RECORDS SUPPLIED:
****

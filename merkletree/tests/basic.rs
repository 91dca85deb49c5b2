use merkletree::hash::{Blake3, Sha256, Sha512};
use merkletree::{ConfigError, MerkleTree, TreeConfig, TreeError, sequential};
use rand::rngs::StdRng;
use rand::{Rng, SeedableRng};
use sha2::Digest;
use std::io::{self, Cursor};

/// Reference SHA-256 over the concatenation of `parts`.
fn h(parts: &[&[u8]]) -> Vec<u8> {
    let mut hasher = sha2::Sha256::new();
    for part in parts {
        hasher.update(part);
    }
    hasher.finalize().to_vec()
}

fn tree(height: usize, branching: usize, block: usize) -> MerkleTree<Sha256> {
    MerkleTree::with_config(TreeConfig::new(height, branching, block)).unwrap()
}

fn root_of(config: TreeConfig, data: &[u8]) -> Vec<u8> {
    let mut tree = MerkleTree::<Sha256>::with_config(config).unwrap();
    tree.write(data).unwrap();
    tree.sum(&[]).unwrap()
}

fn random_bytes(len: usize, seed: u64) -> Vec<u8> {
    let mut data = vec![0u8; len];
    StdRng::seed_from_u64(seed).fill(&mut data[..]);
    data
}

#[test]
fn exact_grouping_binary_tree() {
    let d0 = h(&[b"aaaa"]);
    let d1 = h(&[b"bbbb"]);
    let d2 = h(&[b"cccc"]);
    let d3 = h(&[b"dddd"]);
    let left = h(&[&d0, &d1]);
    let right = h(&[&d2, &d3]);
    let expected = h(&[&left, &right]);

    let mut tree = tree(3, 2, 4);
    tree.write(b"aaaa").unwrap();
    tree.write(b"bbbb").unwrap();
    tree.write(b"cccc").unwrap();
    tree.write(b"dddd").unwrap();
    assert_eq!(tree.sum(&[]).unwrap(), expected);
}

#[test]
fn partial_group_is_flushed_as_short_group() {
    let d0 = h(&[b"aaaa"]);
    let d1 = h(&[b"bbbb"]);
    let d2 = h(&[b"cccc"]);
    let left = h(&[&d0, &d1]);
    let short = h(&[&d2]);
    let expected = h(&[&left, &short]);

    let config = TreeConfig::new(3, 2, 4);
    let three = root_of(config, b"aaaabbbbcccc");
    assert_eq!(three, expected);
    assert_eq!(root_of(config, b"aaaabbbbcccc"), three);
    assert_ne!(three, root_of(config, b"aaaabbbbccccdddd"));
}

#[test]
fn empty_input_yields_empty_digest() {
    let empty = h(&[]);
    for height in [1, 2, 3, 7] {
        let mut tree = tree(height, 2, 32);
        assert_eq!(tree.sum(&[]).unwrap(), empty, "height {height}");
    }
}

#[test]
fn single_short_leaf_propagates_through_every_level() {
    let leaf = h(&[b"abc"]);
    let mut expected = leaf.clone();
    for height in 1..=5 {
        let mut tree = tree(height, 2, 32);
        tree.write(b"abc").unwrap();
        assert_eq!(tree.sum(&[]).unwrap(), expected, "height {height}");
        expected = h(&[&expected]);
    }
    assert_ne!(leaf, expected);
}

#[test]
fn sum_prepends_prefix() {
    let mut tree = tree(3, 2, 4);
    tree.write(b"abcdef").unwrap();
    let root = tree.sum(&[]).unwrap();
    let prefixed = tree.sum(b"prefix:").unwrap();
    assert_eq!(&prefixed[..7], b"prefix:");
    assert_eq!(&prefixed[7..], root.as_slice());
}

#[test]
fn chunking_never_changes_root() {
    let config = TreeConfig::new(8, 3, 16);
    let data = random_bytes(16 * 500 + 7, 42);
    let expected = root_of(config, &data);

    for chunk in [1, 3, 15, 16, 17, 64, 1000] {
        let mut tree = MerkleTree::<Sha256>::with_config(config).unwrap();
        for piece in data.chunks(chunk) {
            assert_eq!(tree.write(piece).unwrap(), piece.len());
        }
        assert_eq!(tree.sum(&[]).unwrap(), expected, "chunk size {chunk}");
    }
    assert_eq!(sequential::root::<Sha256>(&data, &config).unwrap(), expected);
}

#[test]
fn byte_at_a_time_stress() {
    let data = random_bytes(64 * 1024, 7);
    let config = TreeConfig::for_input_len(data.len() as u64, 2, 32);
    let expected = root_of(config, &data);

    let mut tree = MerkleTree::<Sha256>::with_config(config).unwrap();
    for byte in &data {
        tree.write(std::slice::from_ref(byte)).unwrap();
    }
    assert_eq!(tree.sum(&[]).unwrap(), expected);
    tree.close().unwrap();
}

#[test]
fn io_copy_feeds_the_tree() {
    let data = random_bytes(10_000, 3);
    let config = TreeConfig::for_input_len(data.len() as u64, 4, 64);

    let mut tree = MerkleTree::<Sha256>::with_config(config).unwrap();
    let copied = io::copy(&mut Cursor::new(&data), &mut tree).unwrap();
    assert_eq!(copied, data.len() as u64);
    assert_eq!(tree.sum(&[]).unwrap(), root_of(config, &data));
}

#[test]
fn write_after_close_fails() {
    let mut tree = tree(3, 2, 4);
    tree.write(b"abcd").unwrap();
    tree.close().unwrap();
    assert!(tree.is_closed());
    assert!(matches!(tree.write(b"x"), Err(TreeError::Closed)));
    assert!(matches!(tree.sum(&[]), Err(TreeError::Closed)));
    assert!(matches!(tree.close(), Err(TreeError::Closed)));
}

#[test]
fn reset_after_close_forgets_history() {
    let config = TreeConfig::new(3, 2, 4);
    let mut tree = MerkleTree::<Sha256>::with_config(config).unwrap();
    tree.write(b"old old old").unwrap();
    tree.close().unwrap();

    tree.reset().unwrap();
    assert!(!tree.is_closed());
    assert_eq!(tree.bytes_written(), 0);
    tree.write(b"new").unwrap();
    assert_eq!(tree.sum(&[]).unwrap(), root_of(config, b"new"));
}

#[test]
fn reset_while_running_forgets_history() {
    let config = TreeConfig::new(3, 2, 4);
    let mut tree = MerkleTree::<Sha256>::with_config(config).unwrap();
    tree.write(b"aaaabbbbcc").unwrap();
    tree.reset().unwrap();
    tree.write(b"cc").unwrap();
    assert_eq!(tree.sum(&[]).unwrap(), root_of(config, b"cc"));
}

#[test]
fn write_after_sum_requires_reset() {
    let mut tree = tree(3, 2, 4);
    tree.write(b"abcd").unwrap();
    let root = tree.sum(&[]).unwrap();
    assert_eq!(tree.sum(&[]).unwrap(), root);
    assert!(matches!(tree.write(b"more"), Err(TreeError::Finalized)));
    assert!(!tree.is_closed());
}

#[test]
fn capacity_is_enforced_without_side_effects() {
    let config = TreeConfig::new(2, 2, 4);
    let mut tree = MerkleTree::<Sha256>::with_config(config).unwrap();
    tree.write(b"aaaab").unwrap();

    match tree.write(b"bbbc") {
        Err(TreeError::CapacityExceeded {
            attempted,
            capacity,
        }) => {
            assert_eq!(attempted, 9);
            assert_eq!(capacity, 8);
        }
        other => panic!("expected capacity error, got {other:?}"),
    }
    assert_eq!(tree.bytes_written(), 5);

    tree.write(b"bbb").unwrap();
    assert_eq!(tree.sum(&[]).unwrap(), root_of(config, b"aaaabbbb"));
}

#[test]
fn full_tree_without_sum_closes_cleanly() {
    let mut tree = tree(3, 2, 4);
    tree.write(b"aaaabbbbccccdddd").unwrap();
    tree.close().unwrap();
}

#[test]
fn drop_shuts_workers_down() {
    for _ in 0..32 {
        let mut tree = tree(6, 2, 1);
        tree.write(b"abcdefghij").unwrap();
    }
}

#[test]
fn invalid_configs_are_rejected() {
    assert!(matches!(
        MerkleTree::<Sha256>::with_config(TreeConfig::new(0, 2, 32)),
        Err(TreeError::Config(ConfigError::InvalidHeight(0)))
    ));
    assert!(matches!(
        MerkleTree::<Sha256>::with_config(TreeConfig::new(3, 1, 32)),
        Err(TreeError::Config(ConfigError::InvalidBranching(1)))
    ));
    assert!(matches!(
        MerkleTree::<Sha256>::with_config(TreeConfig::new(3, 2, 0)),
        Err(TreeError::Config(ConfigError::InvalidBlockSize))
    ));
}

#[test]
fn size_and_block_size() {
    let tree = tree(3, 2, 48);
    assert_eq!(tree.size(), 32);
    assert_eq!(tree.block_size(), 48);
    assert_eq!(tree.config().height(), 3);

    let wide = MerkleTree::<Sha512>::new().unwrap();
    assert_eq!(wide.size(), 64);
    assert_eq!(wide.block_size(), merkletree::config::DEFAULT_BLOCK_SIZE);
}

#[test]
fn primitives_give_distinct_roots() {
    let config = TreeConfig::new(4, 2, 8);
    let data = b"primitive selection is per tree";

    let mut sha = MerkleTree::<Sha256>::with_config(config).unwrap();
    let mut blake = MerkleTree::<Blake3>::with_config(config).unwrap();
    sha.write(data).unwrap();
    blake.write(data).unwrap();

    let blake_root = blake.sum(&[]).unwrap();
    assert_eq!(blake_root.len(), 32);
    assert_ne!(sha.sum(&[]).unwrap(), blake_root);
    assert_eq!(sequential::root::<Blake3>(data, &config).unwrap(), blake_root);
}
//! Splits the incoming byte stream into fixed-size leaf blocks.

use std::marker::PhantomData;
use std::slice::ChunksExact;

use crate::error::PrimitiveError;
use crate::hash::Primitive;

/// Leftover-byte cache plus leaf hashing.
///
/// Grouping follows the cumulative byte position, so the leaves produced do
/// not depend on how the stream was cut into calls.
#[derive(Debug)]
pub(crate) struct Segmenter<P> {
    cache: Vec<u8>,
    block_size: usize,
    _primitive: PhantomData<fn() -> P>,
}

impl<P: Primitive> Segmenter<P> {
    pub(crate) fn new(block_size: usize) -> Self {
        Segmenter {
            cache: Vec::with_capacity(block_size),
            block_size,
            _primitive: PhantomData,
        }
    }

    /// Takes `data` in and returns its complete leaf blocks, hashed lazily.
    ///
    /// Only the block that straddles the cache is hashed here, before the
    /// cache is touched, so an error from this call leaves the cache exactly
    /// as it was. Once `Ok` is returned the cache already holds the new
    /// remainder; the leaves are hashed one by one as the iterator is pulled.
    pub(crate) fn split<'a>(
        &mut self,
        data: &'a [u8],
    ) -> Result<Leaves<'a, P>, PrimitiveError> {
        let cached = self.cache.len();
        if cached + data.len() < self.block_size {
            self.cache.extend_from_slice(data);
            return Ok(Leaves::new(None, &[], self.block_size));
        }

        let (first, data) = if cached > 0 {
            let (head, tail) = data.split_at(self.block_size - cached);
            let mut hasher = P::default();
            hasher.write(&self.cache)?;
            hasher.write(head)?;
            (Some(hasher.sum(&[])), tail)
        } else {
            (None, data)
        };

        let full = data.len() - data.len() % self.block_size;
        self.cache.clear();
        self.cache.extend_from_slice(&data[full..]);
        debug_assert!(self.cache.len() < self.block_size);

        Ok(Leaves::new(first, &data[..full], self.block_size))
    }

    /// Hashes whatever is cached as a final short leaf.
    pub(crate) fn drain(&mut self) -> Result<Option<Vec<u8>>, PrimitiveError> {
        if self.cache.is_empty() {
            return Ok(None);
        }
        let leaf = P::digest(&self.cache)?;
        self.cache.clear();
        Ok(Some(leaf))
    }

    pub(crate) fn clear(&mut self) {
        self.cache.clear();
    }

    pub(crate) fn cached(&self) -> usize {
        self.cache.len()
    }
}

/// Leaf digests of one `write`, computed on demand.
pub(crate) struct Leaves<'a, P> {
    first: Option<Vec<u8>>,
    blocks: ChunksExact<'a, u8>,
    _primitive: PhantomData<fn() -> P>,
}

impl<'a, P: Primitive> Leaves<'a, P> {
    fn new(first: Option<Vec<u8>>, blocks: &'a [u8], block_size: usize) -> Self {
        Leaves {
            first,
            blocks: blocks.chunks_exact(block_size),
            _primitive: PhantomData,
        }
    }
}

impl<P: Primitive> Iterator for Leaves<'_, P> {
    type Item = Result<Vec<u8>, PrimitiveError>;

    fn next(&mut self) -> Option<Self::Item> {
        if let Some(first) = self.first.take() {
            return Some(Ok(first));
        }
        self.blocks.next().map(P::digest)
    }

    fn size_hint(&self) -> (usize, Option<usize>) {
        let len = self.blocks.len() + usize::from(self.first.is_some());
        (len, Some(len))
    }
}
use std::fmt;
use std::io;
use std::mem;

use tracing::debug;

use crate::config::TreeConfig;
use crate::error::{Result, TreeError};
use crate::hash::Primitive;
use crate::pipeline::Pipeline;
use crate::segment::Segmenter;
use crate::token::Token;

enum State {
    Running(Pipeline),
    Closed,
}

/// Incremental Merkle digest computed by a pipeline of per-level workers.
///
/// Bytes go in through [`write`](Self::write) (or [`io::Write`]), are cut into
/// `block_size` leaves, and every leaf digest travels up `height - 1` reducer
/// threads that combine `branching` children into one parent. Memory stays
/// bounded by the height of the tree regardless of input length.
///
/// [`sum`](Self::sum) finalizes: it rolls up every pending group and returns
/// the root. Calling `sum` again returns the same root; writing after `sum`
/// fails with [`TreeError::Finalized`] until the tree is [`reset`](Self::reset).
///
/// # Examples
///
/// ```
/// # #[cfg(feature = "sha2")]
/// # {
/// use merkletree::{MerkleTree, TreeConfig, hash::Sha256};
///
/// let config = TreeConfig::for_input_len(1_000, 4, 64);
/// let mut tree = MerkleTree::<Sha256>::with_config(config)?;
///
/// for chunk in vec![7u8; 1_000].chunks(100) {
///     tree.write(chunk)?;
/// }
/// let root = tree.sum(&[])?;
/// assert_eq!(root.len(), tree.size());
///
/// tree.reset()?;
/// tree.write(&[7u8; 1_000])?;
/// assert_eq!(tree.sum(&[])?, root);
/// tree.close()?;
/// # }
/// # Ok::<(), merkletree::TreeError>(())
/// ```
pub struct MerkleTree<P: Primitive> {
    config: TreeConfig,
    state: State,
    segmenter: Segmenter<P>,
    written: u64,
    root: Option<Vec<u8>>,
}

impl<P: Primitive> MerkleTree<P> {
    /// Starts a tree with [`TreeConfig::default`].
    pub fn new() -> Result<Self> {
        Self::with_config(TreeConfig::default())
    }

    /// Validates `config` and spawns its workers.
    pub fn with_config(config: TreeConfig) -> Result<Self> {
        config.validate()?;
        let pipeline = Pipeline::start::<P>(&config)?;
        Ok(MerkleTree {
            config,
            state: State::Running(pipeline),
            segmenter: Segmenter::new(config.block_size()),
            written: 0,
            root: None,
        })
    }

    /// Feeds `data` into the tree, returning the number of bytes accepted.
    ///
    /// Leaves are hashed and sent one at a time, blocking only while the
    /// first level is busy. A failure on the block that completes the
    /// leftover cache leaves the tree untouched; a failure on any later block
    /// closes it.
    pub fn write(&mut self, data: &[u8]) -> Result<usize> {
        if self.is_closed() {
            return Err(TreeError::Closed);
        }
        if self.root.is_some() {
            return Err(TreeError::Finalized);
        }
        if data.is_empty() {
            return Ok(0);
        }

        let capacity = self.config.capacity_bytes();
        let attempted = self.written.saturating_add(data.len() as u64);
        if attempted > capacity {
            return Err(TreeError::CapacityExceeded {
                attempted,
                capacity,
            });
        }

        let leaves = self.segmenter.split(data)?;
        self.written = attempted;
        for leaf in leaves {
            match leaf {
                Ok(leaf) => self.send(Token::Data(leaf))?,
                Err(e) => return Err(self.fail(e.into())),
            }
        }
        Ok(data.len())
    }

    /// Returns `prefix` followed by the root digest of everything written.
    ///
    /// The first call emits the leftover bytes as a final short leaf and
    /// flushes every level; later calls return the cached root.
    pub fn sum(&mut self, prefix: &[u8]) -> Result<Vec<u8>> {
        if self.is_closed() {
            return Err(TreeError::Closed);
        }

        let root = match self.root.clone() {
            Some(root) => root,
            None => {
                let root = self.finalize()?;
                self.root = Some(root.clone());
                root
            }
        };

        let mut out = Vec::with_capacity(prefix.len() + root.len());
        out.extend_from_slice(prefix);
        out.extend_from_slice(&root);
        Ok(out)
    }

    fn finalize(&mut self) -> Result<Vec<u8>> {
        if let Some(leaf) = self.segmenter.drain()? {
            self.send(Token::Data(leaf))?;
        }

        let flushed = match &self.state {
            State::Running(pipeline) => pipeline.flush(),
            State::Closed => return Err(TreeError::Closed),
        };
        match flushed {
            Ok(Some(root)) => Ok(root),
            Ok(None) => Ok(P::default().sum(&[])),
            Err(e) => Err(self.fail(e)),
        }
    }

    /// Shuts the workers down. Further writes and sums fail with
    /// [`TreeError::Closed`].
    pub fn close(&mut self) -> Result<()> {
        match mem::replace(&mut self.state, State::Closed) {
            State::Running(pipeline) => {
                self.segmenter.clear();
                debug!(written = self.written, "closing tree");
                pipeline.close()
            }
            State::Closed => Err(TreeError::Closed),
        }
    }

    /// Discards all history and starts a fresh pipeline with the same config.
    pub fn reset(&mut self) -> Result<()> {
        if !self.is_closed() {
            self.close()?;
        }
        self.state = State::Running(Pipeline::start::<P>(&self.config)?);
        self.segmenter.clear();
        self.written = 0;
        self.root = None;
        Ok(())
    }

    /// Digest length in bytes.
    pub fn size(&self) -> usize {
        P::default().size()
    }

    /// Leaf block size. Any write size is correct; multiples of this are
    /// cheapest.
    pub fn block_size(&self) -> usize {
        self.config.block_size()
    }

    pub fn config(&self) -> &TreeConfig {
        &self.config
    }

    /// Bytes accepted since construction or the last reset.
    pub fn bytes_written(&self) -> u64 {
        self.written
    }

    pub fn is_closed(&self) -> bool {
        matches!(self.state, State::Closed)
    }

    fn send(&mut self, token: Token) -> Result<()> {
        let sent = match &self.state {
            State::Running(pipeline) => pipeline.send(token),
            State::Closed => return Err(TreeError::Closed),
        };
        sent.map_err(|e| self.fail(e))
    }

    /// A broken pipeline closes the tree; the worker's own error, if it left
    /// one, is more useful than the disconnect that revealed it.
    fn fail(&mut self, err: TreeError) -> TreeError {
        self.segmenter.clear();
        match mem::replace(&mut self.state, State::Closed) {
            State::Running(pipeline) => pipeline.abort().err().unwrap_or(err),
            State::Closed => err,
        }
    }
}

impl<P: Primitive> io::Write for MerkleTree<P> {
    fn write(&mut self, buf: &[u8]) -> io::Result<usize> {
        MerkleTree::write(self, buf).map_err(io::Error::from)
    }

    // Tree flushing is `sum`; there is nothing buffered for io to push.
    fn flush(&mut self) -> io::Result<()> {
        Ok(())
    }
}

impl<P: Primitive> Drop for MerkleTree<P> {
    fn drop(&mut self) {
        if let State::Running(pipeline) = mem::replace(&mut self.state, State::Closed) {
            if let Err(e) = pipeline.close() {
                debug!(error = %e, "close on drop failed");
            }
        }
    }
}

impl<P: Primitive> fmt::Debug for MerkleTree<P> {
    fn fmt(&self, f: &mut fmt::Formatter<'_>) -> fmt::Result {
        f.debug_struct("MerkleTree")
            .field("config", &self.config)
            .field("closed", &self.is_closed())
            .field("written", &self.written)
            .field("cached", &self.segmenter.cached())
            .field("finalized", &self.root.is_some())
            .finish()
    }
}
//! One reducer stage of the pipeline.

use std::sync::mpsc::{Receiver, SyncSender};

use tracing::{debug, trace, warn};

use crate::error::{PrimitiveError, TreeError};
use crate::hash::Primitive;
use crate::token::Token;

/// Accumulates up to `branching` child digests into one parent digest.
#[derive(Debug)]
pub(crate) struct Level<P> {
    index: usize,
    branching: usize,
    group: P,
    members: usize,
}

impl<P: Primitive> Level<P> {
    pub(crate) fn new(index: usize, branching: usize) -> Self {
        Level {
            index,
            branching,
            group: P::default(),
            members: 0,
        }
    }

    /// Adds a child digest; returns the parent digest once the group is full.
    pub(crate) fn push(&mut self, child: &[u8]) -> Result<Option<Vec<u8>>, PrimitiveError> {
        if self.members == 0 {
            self.group.reset();
        }
        self.group.write(child)?;
        self.members += 1;

        if self.members == self.branching {
            self.members = 0;
            return Ok(Some(self.group.sum(&[])));
        }
        Ok(None)
    }

    /// Closes a short group. An idle level yields nothing.
    pub(crate) fn flush(&mut self) -> Option<Vec<u8>> {
        if self.members == 0 {
            return None;
        }
        self.members = 0;
        Some(self.group.sum(&[]))
    }

    /// Worker loop: reads `input` in order and forwards to `output` until a
    /// `Close` arrives or either neighbour goes away.
    pub(crate) fn run(
        mut self,
        input: Receiver<Token>,
        output: SyncSender<Token>,
    ) -> Result<(), TreeError> {
        let level = self.index;
        debug!(level, "level started");

        for token in input.iter() {
            trace!(level, token = token.name(), "received");
            let forward: Vec<Token> = match token {
                Token::Data(child) => match self.push(&child) {
                    Ok(parent) => parent.map(Token::Data).into_iter().collect(),
                    Err(e) => {
                        warn!(level, error = %e, "primitive failed, stopping level");
                        return Err(e.into());
                    }
                },
                Token::Flush => match self.flush() {
                    Some(parent) => vec![Token::Data(parent), Token::Flush],
                    None => vec![Token::Flush],
                },
                Token::Close => {
                    if output.send(Token::Close).is_err() {
                        debug!(level, "upper level gone while closing");
                    }
                    debug!(level, "level closed");
                    return Ok(());
                }
            };

            for token in forward {
                if output.send(token).is_err() {
                    debug!(level, "upper level gone, stopping");
                    return Ok(());
                }
            }
        }

        debug!(level, "lower level gone, stopping");
        Ok(())
    }
}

****

PROBLEM REQUIREMENTS: How many lines of the listing include the string "failure"? Answer with the number alone.

SOLUTION TO THE EXERCISE: 2